Dataset entries:
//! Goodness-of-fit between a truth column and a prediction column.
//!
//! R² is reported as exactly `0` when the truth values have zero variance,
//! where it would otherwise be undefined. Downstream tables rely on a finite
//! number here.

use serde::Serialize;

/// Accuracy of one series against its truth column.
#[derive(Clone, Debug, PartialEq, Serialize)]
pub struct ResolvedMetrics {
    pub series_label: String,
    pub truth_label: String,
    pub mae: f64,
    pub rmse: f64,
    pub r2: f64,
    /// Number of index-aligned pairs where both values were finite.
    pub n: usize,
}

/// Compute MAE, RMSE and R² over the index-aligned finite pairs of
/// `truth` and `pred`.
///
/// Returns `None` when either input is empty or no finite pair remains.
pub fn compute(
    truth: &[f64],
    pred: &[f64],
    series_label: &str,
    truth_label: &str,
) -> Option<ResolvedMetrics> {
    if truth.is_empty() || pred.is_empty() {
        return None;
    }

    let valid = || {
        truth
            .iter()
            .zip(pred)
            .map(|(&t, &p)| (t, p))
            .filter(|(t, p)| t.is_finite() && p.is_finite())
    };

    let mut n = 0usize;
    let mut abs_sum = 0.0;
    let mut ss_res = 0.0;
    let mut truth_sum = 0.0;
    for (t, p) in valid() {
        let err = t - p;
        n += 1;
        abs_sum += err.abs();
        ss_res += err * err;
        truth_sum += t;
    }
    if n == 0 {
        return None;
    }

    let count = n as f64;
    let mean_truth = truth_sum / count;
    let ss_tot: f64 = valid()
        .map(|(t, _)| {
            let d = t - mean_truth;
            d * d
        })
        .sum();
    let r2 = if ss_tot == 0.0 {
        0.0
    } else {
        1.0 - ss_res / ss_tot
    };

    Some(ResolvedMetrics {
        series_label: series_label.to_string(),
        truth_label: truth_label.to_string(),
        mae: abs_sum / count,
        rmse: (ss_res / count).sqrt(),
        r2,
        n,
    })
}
* * *
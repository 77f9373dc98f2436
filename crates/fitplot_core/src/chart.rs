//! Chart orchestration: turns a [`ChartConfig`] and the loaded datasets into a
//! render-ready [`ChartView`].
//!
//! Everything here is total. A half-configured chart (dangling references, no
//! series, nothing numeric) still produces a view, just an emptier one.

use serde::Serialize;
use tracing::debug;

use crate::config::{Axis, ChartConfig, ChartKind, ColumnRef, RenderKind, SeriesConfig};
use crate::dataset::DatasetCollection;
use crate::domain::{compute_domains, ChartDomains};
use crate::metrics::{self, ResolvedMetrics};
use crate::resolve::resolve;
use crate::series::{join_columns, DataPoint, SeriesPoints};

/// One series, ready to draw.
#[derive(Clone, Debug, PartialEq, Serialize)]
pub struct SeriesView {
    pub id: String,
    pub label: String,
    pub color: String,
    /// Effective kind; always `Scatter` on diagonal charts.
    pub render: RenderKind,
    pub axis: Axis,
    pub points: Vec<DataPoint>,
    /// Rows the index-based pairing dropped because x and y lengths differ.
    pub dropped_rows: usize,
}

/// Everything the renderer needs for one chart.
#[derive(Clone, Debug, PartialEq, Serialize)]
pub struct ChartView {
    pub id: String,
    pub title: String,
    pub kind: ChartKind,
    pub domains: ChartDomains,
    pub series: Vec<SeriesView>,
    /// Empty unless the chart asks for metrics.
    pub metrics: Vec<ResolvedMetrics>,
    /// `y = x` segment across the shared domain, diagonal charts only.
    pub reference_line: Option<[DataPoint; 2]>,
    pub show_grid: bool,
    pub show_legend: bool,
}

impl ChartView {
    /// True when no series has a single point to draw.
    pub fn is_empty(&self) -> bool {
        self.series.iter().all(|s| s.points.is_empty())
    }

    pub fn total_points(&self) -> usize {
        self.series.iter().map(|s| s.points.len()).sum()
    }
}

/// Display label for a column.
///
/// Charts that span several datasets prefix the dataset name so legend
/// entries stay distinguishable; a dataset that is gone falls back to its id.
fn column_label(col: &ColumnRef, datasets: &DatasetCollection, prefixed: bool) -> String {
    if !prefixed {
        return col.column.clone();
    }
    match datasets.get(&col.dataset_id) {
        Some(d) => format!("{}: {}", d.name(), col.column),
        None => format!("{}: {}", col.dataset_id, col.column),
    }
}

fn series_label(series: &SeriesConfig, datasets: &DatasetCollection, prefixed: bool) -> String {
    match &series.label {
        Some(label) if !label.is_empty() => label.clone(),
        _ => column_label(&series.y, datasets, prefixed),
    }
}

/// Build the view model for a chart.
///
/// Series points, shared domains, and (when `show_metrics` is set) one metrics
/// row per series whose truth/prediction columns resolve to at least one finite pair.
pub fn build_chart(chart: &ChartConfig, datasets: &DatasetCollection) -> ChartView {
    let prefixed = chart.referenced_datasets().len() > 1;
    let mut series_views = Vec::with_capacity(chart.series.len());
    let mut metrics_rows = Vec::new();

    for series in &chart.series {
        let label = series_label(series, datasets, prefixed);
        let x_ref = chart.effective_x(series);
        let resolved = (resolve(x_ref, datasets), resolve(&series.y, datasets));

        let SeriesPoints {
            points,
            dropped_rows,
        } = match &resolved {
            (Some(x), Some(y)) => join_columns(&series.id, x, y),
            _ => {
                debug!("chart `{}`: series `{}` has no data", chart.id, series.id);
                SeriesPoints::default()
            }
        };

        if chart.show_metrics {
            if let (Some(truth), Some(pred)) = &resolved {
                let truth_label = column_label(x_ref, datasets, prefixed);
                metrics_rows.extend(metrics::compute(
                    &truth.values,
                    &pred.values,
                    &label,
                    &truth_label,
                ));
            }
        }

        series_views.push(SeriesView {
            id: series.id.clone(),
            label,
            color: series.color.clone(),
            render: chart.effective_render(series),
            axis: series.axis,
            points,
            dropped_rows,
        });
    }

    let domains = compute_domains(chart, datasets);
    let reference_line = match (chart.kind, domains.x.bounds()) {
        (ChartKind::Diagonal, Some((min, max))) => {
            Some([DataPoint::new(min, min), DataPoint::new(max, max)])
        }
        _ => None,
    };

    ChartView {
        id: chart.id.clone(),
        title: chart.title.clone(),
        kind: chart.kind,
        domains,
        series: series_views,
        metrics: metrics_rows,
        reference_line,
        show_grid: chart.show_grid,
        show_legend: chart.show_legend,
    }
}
---
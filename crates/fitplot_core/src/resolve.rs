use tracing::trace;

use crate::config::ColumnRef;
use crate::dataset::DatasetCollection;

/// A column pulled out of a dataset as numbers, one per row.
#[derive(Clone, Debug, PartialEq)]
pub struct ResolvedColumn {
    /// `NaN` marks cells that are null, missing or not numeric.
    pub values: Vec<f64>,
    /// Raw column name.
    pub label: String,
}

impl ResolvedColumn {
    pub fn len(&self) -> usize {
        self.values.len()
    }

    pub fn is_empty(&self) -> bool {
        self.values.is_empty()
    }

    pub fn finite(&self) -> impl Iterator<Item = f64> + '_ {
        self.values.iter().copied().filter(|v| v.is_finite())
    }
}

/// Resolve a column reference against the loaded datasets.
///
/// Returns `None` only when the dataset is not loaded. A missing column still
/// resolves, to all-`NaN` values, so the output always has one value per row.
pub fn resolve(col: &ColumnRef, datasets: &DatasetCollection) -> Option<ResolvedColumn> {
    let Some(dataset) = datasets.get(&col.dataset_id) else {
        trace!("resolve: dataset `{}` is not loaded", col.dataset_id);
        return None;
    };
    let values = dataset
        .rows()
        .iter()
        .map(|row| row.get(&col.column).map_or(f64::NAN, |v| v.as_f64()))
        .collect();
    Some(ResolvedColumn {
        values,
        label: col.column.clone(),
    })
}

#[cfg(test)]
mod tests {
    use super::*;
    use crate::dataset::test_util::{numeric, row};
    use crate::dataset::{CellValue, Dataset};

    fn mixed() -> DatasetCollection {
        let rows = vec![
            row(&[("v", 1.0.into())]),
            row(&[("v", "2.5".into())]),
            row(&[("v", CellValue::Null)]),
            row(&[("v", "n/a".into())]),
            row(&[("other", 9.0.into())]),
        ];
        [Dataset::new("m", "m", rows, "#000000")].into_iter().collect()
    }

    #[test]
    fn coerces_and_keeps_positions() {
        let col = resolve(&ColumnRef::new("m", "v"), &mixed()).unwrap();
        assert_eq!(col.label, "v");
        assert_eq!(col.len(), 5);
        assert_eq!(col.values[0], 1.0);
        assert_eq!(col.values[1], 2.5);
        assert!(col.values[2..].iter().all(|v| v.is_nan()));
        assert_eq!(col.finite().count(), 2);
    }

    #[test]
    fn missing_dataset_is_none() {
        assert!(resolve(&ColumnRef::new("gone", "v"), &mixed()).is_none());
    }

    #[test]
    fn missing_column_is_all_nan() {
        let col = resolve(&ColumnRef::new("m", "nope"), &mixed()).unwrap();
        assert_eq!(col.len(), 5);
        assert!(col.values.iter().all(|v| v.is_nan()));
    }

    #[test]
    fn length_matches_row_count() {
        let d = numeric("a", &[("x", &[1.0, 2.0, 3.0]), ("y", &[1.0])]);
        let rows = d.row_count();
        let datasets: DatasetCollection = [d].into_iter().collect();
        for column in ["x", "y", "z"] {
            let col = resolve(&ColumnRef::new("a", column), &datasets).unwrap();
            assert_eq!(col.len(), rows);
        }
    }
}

= WHAT IS REQUIRED =
Which lines above run from the one containing "a prediction column." down to the one containing "finite pairs of"? Repeat exactly those, both ends included, and nothing else.

= REPLY TO THE TASK =
//! Goodness-of-fit between a truth column and a prediction column.
//!
//! R² is reported as exactly `0` when the truth values have zero variance,
//! where it would otherwise be undefined. Downstream tables rely on a finite
//! number here.

use serde::Serialize;

/// Accuracy of one series against its truth column.
#[derive(Clone, Debug, PartialEq, Serialize)]
pub struct ResolvedMetrics {
    pub series_label: String,
    pub truth_label: String,
    pub mae: f64,
    pub rmse: f64,
    pub r2: f64,
    /// Number of index-aligned pairs where both values were finite.
    pub n: usize,
}

/// Compute MAE, RMSE and R² over the index-aligned finite pairs of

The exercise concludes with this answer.